9 Tijdens de les geschiedenis leren de leerlingen bouwstijlen in de verschillende historische periodes. Ze lezen hierover een moeilijke tekst met heel wat vakjargon (zoals gotiek, Dorische en Ionische zuilen, ). Leerling Y is met haar ouders naar Rome geweest en heeft daar heel wat gebouwen bezocht. Daardoor heeft zij minder moeite met de tekst dan de rest van de klas. Waarom ja? De voorkennis van de leerlingen over het onderwerp van de geschiedenisles heeft een invloed op het meer of minder goed begrijpen van de tekst. Taalvaardigheid speelt zich niet af in het luchtledige. De onderwerpen waarover gelezen (in dit geval), geluisterd, gesproken of geschreven wordt spelen een rol. Waarom -? Het feit dat de leerkracht zich van het bovenstaande niet of te weinig bewust is, zorgt (zeker als dat vaak gebeurt) voor ongelijke onderwijskansen voor leerlingen die de nodige voorkennis ontberen. Hoe kan het beter? Leerkrachten staan natuurlijk best stil bij hoe ze leerlingen bepaalde kennis en vaardigheden willen bijbrengen. In dit geval, bijvoorbeeld, is het zomaar aanbieden van een moeilijke tekst niet ideaal. De leerkracht peilt best eerst naar de voorkennis van de leerlingen, laat leerlingen die voorkennis (of het gebrek eraan) verwoorden, motiveert hen om zich (samen) in het onderwerp te verdiepen, biedt ervaringen aan (via beeldmateriaal), stimuleert interactie, Op die manier zal de kennis beter verworven worden door alle leerlingen, terwijl ze ook hun taalvaardigheid verhogen. 10 De vakgroep Nederlands wil een nieuwe methode aankopen voor de eerste graad die beter aansluit bij de taalvaardigheidsmethode TotemTaal die binnen de scholengemeenschap in het lager onderwijs wordt gebruikt. Antwoord: JA+ Waarom ja? Deze actie kadert duidelijk binnen het taalbeleid, het nadenken over taal op school. Het feit dat de vakgroep Nederlands hierover een overeenstemming heeft bereikt, geeft aan dat zij al langer bezig zijn met taalbeleid. Waarom +? Deze actie zorgt niet enkel voor een betere afstemming van lager en secundair onderwijs, maar geeft aan dat de leerkrachten Nederlands in het secundair ook voluit de kaart van het taalvaardigheidsonderwijs willen trekken, met voldoende aandacht voor de vier totaalvaardigheden (luisteren, spreken, lezen en schrijven), in plaats van vooral te focussen op spelling en taalbeschouwing. Op die manier wordt er sterk aan de eindtermen Nederlands voor de eerste graad SO gewerkt.
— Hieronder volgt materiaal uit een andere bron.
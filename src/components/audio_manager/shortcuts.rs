// Keyboard and media-key shortcuts for the global player.
use crate::playback::PlaybackController;

#[derive(Debug, Clone, Copy, PartialEq, Eq)]
pub enum ShortcutAction {
    Next,
    Previous,
    TogglePlay,
}

impl ShortcutAction {
    pub fn apply(self, controller: &PlaybackController) {
        match self {
            ShortcutAction::Next => controller.play_next(),
            ShortcutAction::Previous => controller.play_prev(),
            ShortcutAction::TogglePlay => controller.toggle_play(),
        }
    }
}

#[derive(Debug, Clone, Copy, Default)]
pub struct KeyModifiers {
    pub meta: bool,
    pub ctrl: bool,
    pub alt: bool,
    pub shift: bool,
}

pub fn shortcut_action(
    key: &str,
    code: &str,
    key_code: u32,
    modifiers: KeyModifiers,
) -> Option<ShortcutAction> {
    if matches!(
        key,
        "MediaTrackNext" | "MediaNextTrack" | "AudioTrackNext" | "AudioNext" | "NextTrack"
    ) || code == "MediaTrackNext"
        || key_code == 176
    {
        return Some(ShortcutAction::Next);
    }
    if matches!(
        key,
        "MediaTrackPrevious" | "MediaPreviousTrack" | "AudioTrackPrevious" | "AudioPrev" | "PreviousTrack"
    ) || code == "MediaTrackPrevious"
        || key_code == 177
    {
        return Some(ShortcutAction::Previous);
    }
    if matches!(key, "MediaPlayPause" | "AudioPlay" | "AudioPause")
        || code == "MediaPlayPause"
        || key_code == 179
    {
        return Some(ShortcutAction::TogglePlay);
    }

    let meta_or_ctrl = modifiers.meta || modifiers.ctrl;
    if meta_or_ctrl && !modifiers.alt && !modifiers.shift {
        if key == "ArrowRight" {
            return Some(ShortcutAction::Next);
        }
        if key == "ArrowLeft" {
            return Some(ShortcutAction::Previous);
        }
    }

    if !modifiers.meta
        && !modifiers.ctrl
        && !modifiers.alt
        && is_space(key, code)
    {
        return Some(ShortcutAction::TogglePlay);
    }

    None
}

fn is_space(key: &str, code: &str) -> bool {
    key == " " || key == "Spacebar" || code == "Space"
}

/// Elements that act on Space themselves (buttons, links and their ARIA
/// equivalents). A bare Space must reach them instead of the player.
pub(crate) fn activates_on_space(tag: &str, role: Option<&str>) -> bool {
    let tag = tag.to_ascii_lowercase();
    if matches!(tag.as_str(), "button" | "a" | "summary") {
        return true;
    }
    role.is_some_and(|role| {
        matches!(
            role.to_ascii_lowercase().as_str(),
            "button" | "link" | "checkbox" | "switch" | "menuitem" | "tab"
        )
    })
}

#[cfg(target_arch = "wasm32")]
mod web {
    use super::*;
    use dioxus::core::{Runtime, RuntimeGuard};
    use wasm_bindgen::{closure::Closure, JsCast};
    use web_sys::{window, KeyboardEvent};

    fn is_editable_shortcut_target(event: &KeyboardEvent) -> bool {
        let Some(target) = event.target() else {
            return false;
        };

        let mut current = target.dyn_into::<web_sys::Element>().ok();
        while let Some(element) = current {
            let tag = element.tag_name().to_ascii_lowercase();
            if tag == "input" || tag == "textarea" || tag == "select" {
                return true;
            }
            if element.has_attribute("contenteditable")
                && element
                    .get_attribute("contenteditable")
                    .map(|v| v.to_ascii_lowercase() != "false")
                    .unwrap_or(true)
            {
                return true;
            }
            current = element.parent_element();
        }

        false
    }

    fn focus_takes_space(event: &KeyboardEvent) -> bool {
        let mut current = event
            .target()
            .and_then(|target| target.dyn_into::<web_sys::Element>().ok());
        while let Some(element) = current {
            if activates_on_space(&element.tag_name(), element.get_attribute("role").as_deref()) {
                return true;
            }
            current = element.parent_element();
        }
        false
    }

    fn action_for_event(event: &KeyboardEvent) -> Option<ShortcutAction> {
        if event.default_prevented() || event.is_composing() || is_editable_shortcut_target(event) {
            return None;
        }
        if is_space(&event.key(), &event.code()) && focus_takes_space(event) {
            return None;
        }
        shortcut_action(
            &event.key(),
            &event.code(),
            event.key_code(),
            KeyModifiers {
                meta: event.meta_key(),
                ctrl: event.ctrl_key(),
                alt: event.alt_key(),
                shift: event.shift_key(),
            },
        )
    }

    pub fn install_shortcuts(controller: &PlaybackController) {
        let Some(doc) = window().and_then(|w| w.document()) else {
            return;
        };
        let runtime = Runtime::current();
        let controller = controller.clone();
        let key_cb = Closure::wrap(Box::new(move |event: KeyboardEvent| {
            let Some(action) = action_for_event(&event) else {
                return;
            };
            event.prevent_default();
            let _guard = RuntimeGuard::new(runtime.clone());
            action.apply(&controller);
        }) as Box<dyn FnMut(KeyboardEvent)>);
        let _ = doc.add_event_listener_with_callback("keydown", key_cb.as_ref().unchecked_ref());
        key_cb.forget();
    }
}

#[cfg(target_arch = "wasm32")]
pub use web::install_shortcuts;

#[cfg(not(target_arch = "wasm32"))]
pub fn install_shortcuts(_controller: &PlaybackController) {}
Hoe kan het nog beter? Als de leerkrachten geen geschikte taalmethode zouden vinden die aan de criteria voldoet, zou de vakgroep ervoor kunnen opteren om de meest geschikte taalmethode in te voeren en daarnaast samen overleggen over hoe ze de hiaten kunnen opvullen met eigen/samen ontwikkeld materiaal in thema- of projectvorm. Algemene conclusie: elk van de 10 situaties heeft te maken met taalbeleid. Taalbeleid gaat immers over taal in ruime zin: - Taal als kenmerk van ouders en leerlingen. - Taal als leer- en communicatiemiddel op school. - Taal als hoofdvak.